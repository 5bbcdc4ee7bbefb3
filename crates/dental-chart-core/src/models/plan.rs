//! Treatment plan and cost estimate models.

use std::fmt;
use std::str::FromStr;

use serde::{Deserialize, Serialize};

use super::tooth::{Surface, ToothStatus};

/// Where a cost figure came from.
#[derive(Debug, Clone, Copy, PartialEq, Eq, Hash, Serialize, Deserialize)]
#[serde(rename_all = "lowercase")]
pub enum CostSource {
    /// Exact hit in the procedure cost catalog
    Catalog,
    /// Unknown procedure, generic fallback estimate
    Default,
    /// User override
    Manual,
    /// No procedure
    None,
}

impl CostSource {
    pub fn as_str(self) -> &'static str {
        match self {
            CostSource::Catalog => "catalog",
            CostSource::Default => "default",
            CostSource::Manual => "manual",
            CostSource::None => "none",
        }
    }
}

/// Result of a cost lookup.
#[derive(Debug, Clone, Copy, PartialEq, Serialize, Deserialize)]
#[serde(rename_all = "camelCase")]
pub struct CostEstimate {
    pub minutes: u32,
    pub fee: f64,
    pub cost_manual: bool,
    pub source: CostSource,
}

/// One row of the treatment plan. Derived on every query, never stored.
#[derive(Debug, Clone, PartialEq, Serialize, Deserialize)]
#[serde(rename_all = "camelCase")]
pub struct TreatmentPlanItem {
    pub tooth: String,
    pub surface: Surface,
    pub surface_name: String,
    pub status: ToothStatus,
    pub diagnosis: String,
    pub procedure: String,
    pub note: String,
    pub procedure_manual: bool,
    pub cost_fee: f64,
    pub cost_minutes: u32,
    pub cost_manual: bool,
    pub cost_source: CostSource,
}

/// Aggregate time and fee over a plan view.
#[derive(Debug, Clone, Copy, PartialEq, Default, Serialize, Deserialize)]
#[serde(rename_all = "camelCase")]
pub struct PlanTotals {
    pub total_minutes: u32,
    pub total_fee: f64,
}

/// Status filter applied to the plan.
#[derive(Debug, Clone, Copy, PartialEq, Eq, Hash, Default, Serialize, Deserialize)]
#[serde(rename_all = "camelCase")]
pub enum PlanFilter {
    #[default]
    All,
    AlertsOnly,
    TreatedOnly,
}

impl PlanFilter {
    pub fn as_str(self) -> &'static str {
        match self {
            PlanFilter::All => "all",
            PlanFilter::AlertsOnly => "alertsOnly",
            PlanFilter::TreatedOnly => "treatedOnly",
        }
    }

    /// Whether an item with the given status passes this filter.
    pub fn admits(self, status: ToothStatus) -> bool {
        match self {
            PlanFilter::All => true,
            PlanFilter::AlertsOnly => status == ToothStatus::Alert,
            PlanFilter::TreatedOnly => status == ToothStatus::Treated,
        }
    }
}

impl fmt::Display for PlanFilter {
    fn fmt(&self, f: &mut fmt::Formatter<'_>) -> fmt::Result {
        f.write_str(self.as_str())
    }
}

impl FromStr for PlanFilter {
    type Err = String;

    fn from_str(s: &str) -> Result<Self, Self::Err> {
        match s {
            "all" => Ok(PlanFilter::All),
            "alertsOnly" => Ok(PlanFilter::AlertsOnly),
            "treatedOnly" => Ok(PlanFilter::TreatedOnly),
            other => Err(format!("unknown plan filter: {other}")),
        }
    }
}

/// The surface currently focused in the clinical panel.
#[derive(Debug, Clone, PartialEq, Eq, Serialize, Deserialize)]
pub struct Selection {
    pub tooth: String,
    pub surface: Surface,
    pub status: ToothStatus,
}
//! Domain models for the dental chart.

mod clinical;
mod odontogram;
mod patient;
mod plan;
mod tooth;

pub use clinical::*;
pub use odontogram::*;
pub use patient::*;
pub use plan::*;
pub use tooth::*;
//! Cost estimation for clinical entries.

use crate::catalog::CostCatalog;
use crate::models::{ClinicalEntry, CostEstimate, CostFigures, CostSource, Pinned};

/// Generic estimate for a procedure the catalog does not price.
pub const DEFAULT_FALLBACK: CostFigures = CostFigures { minutes: 30, fee: 150.0 };

/// Maps procedures to time and fee.
#[derive(Debug, Clone)]
pub struct CostEstimator {
    catalog: CostCatalog,
    fallback: CostFigures,
}

impl Default for CostEstimator {
    fn default() -> Self {
        Self::new(CostCatalog::standard(), DEFAULT_FALLBACK)
    }
}

impl CostEstimator {
    /// Create an estimator over a catalog with a fallback for unknown procedures.
    pub fn new(catalog: CostCatalog, fallback: CostFigures) -> Self {
        let fallback = CostFigures::clamped(fallback.fee, fallback.minutes as f64);
        Self { catalog, fallback }
    }

    pub fn catalog(&self) -> &CostCatalog {
        &self.catalog
    }

    pub fn fallback(&self) -> CostFigures {
        self.fallback
    }

    /// Estimate a procedure.
    ///
    /// Blank → zero with source `none`; exact catalog hit → `catalog`;
    /// anything else → the fallback with source `default`.
    pub fn estimate(&self, procedure: &str) -> CostEstimate {
        let procedure = procedure.trim();
        if procedure.is_empty() {
            return CostEstimate {
                minutes: 0,
                fee: 0.0,
                cost_manual: false,
                source: CostSource::None,
            };
        }

        match self.catalog.lookup(procedure) {
            Some(hit) => CostEstimate {
                minutes: hit.minutes,
                fee: hit.fee,
                cost_manual: false,
                source: CostSource::Catalog,
            },
            None => CostEstimate {
                minutes: self.fallback.minutes,
                fee: self.fallback.fee,
                cost_manual: false,
                source: CostSource::Default,
            },
        }
    }

    /// Auto cost figures for a procedure.
    pub fn auto_figures(&self, procedure: &str) -> CostFigures {
        let estimate = self.estimate(procedure);
        CostFigures {
            minutes: estimate.minutes,
            fee: estimate.fee,
        }
    }

    /// Pin the cost of an entry. Independent of its procedure.
    pub fn set_override(&self, entry: &ClinicalEntry, fee: f64, minutes: f64) -> ClinicalEntry {
        ClinicalEntry {
            cost: Pinned::Manual(CostFigures::clamped(fee, minutes)),
            ..entry.clone()
        }
    }

    /// Drop a cost override and re-estimate from the entry's procedure.
    pub fn revert_to_auto(&self, entry: &ClinicalEntry) -> ClinicalEntry {
        ClinicalEntry {
            cost: Pinned::Auto(self.auto_figures(entry.procedure_name())),
            ..entry.clone()
        }
    }

    /// Resolve the cost shown for an entry: stored figures when pinned,
    /// otherwise a fresh estimate of its procedure.
    pub fn resolve(&self, entry: &ClinicalEntry, procedure: &str) -> CostEstimate {
        match &entry.cost {
            Pinned::Manual(figures) => CostEstimate {
                minutes: figures.minutes,
                fee: figures.fee,
                cost_manual: true,
                source: CostSource::Manual,
            },
            Pinned::Auto(_) => self.estimate(procedure),
        }
    }
}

▸ Task brief
Each line of the data that has the string "dental" should be returned.

▸ The completed task
filename crates/dental-chart-core/src/models/plan.rs
//! Domain models for the dental chart.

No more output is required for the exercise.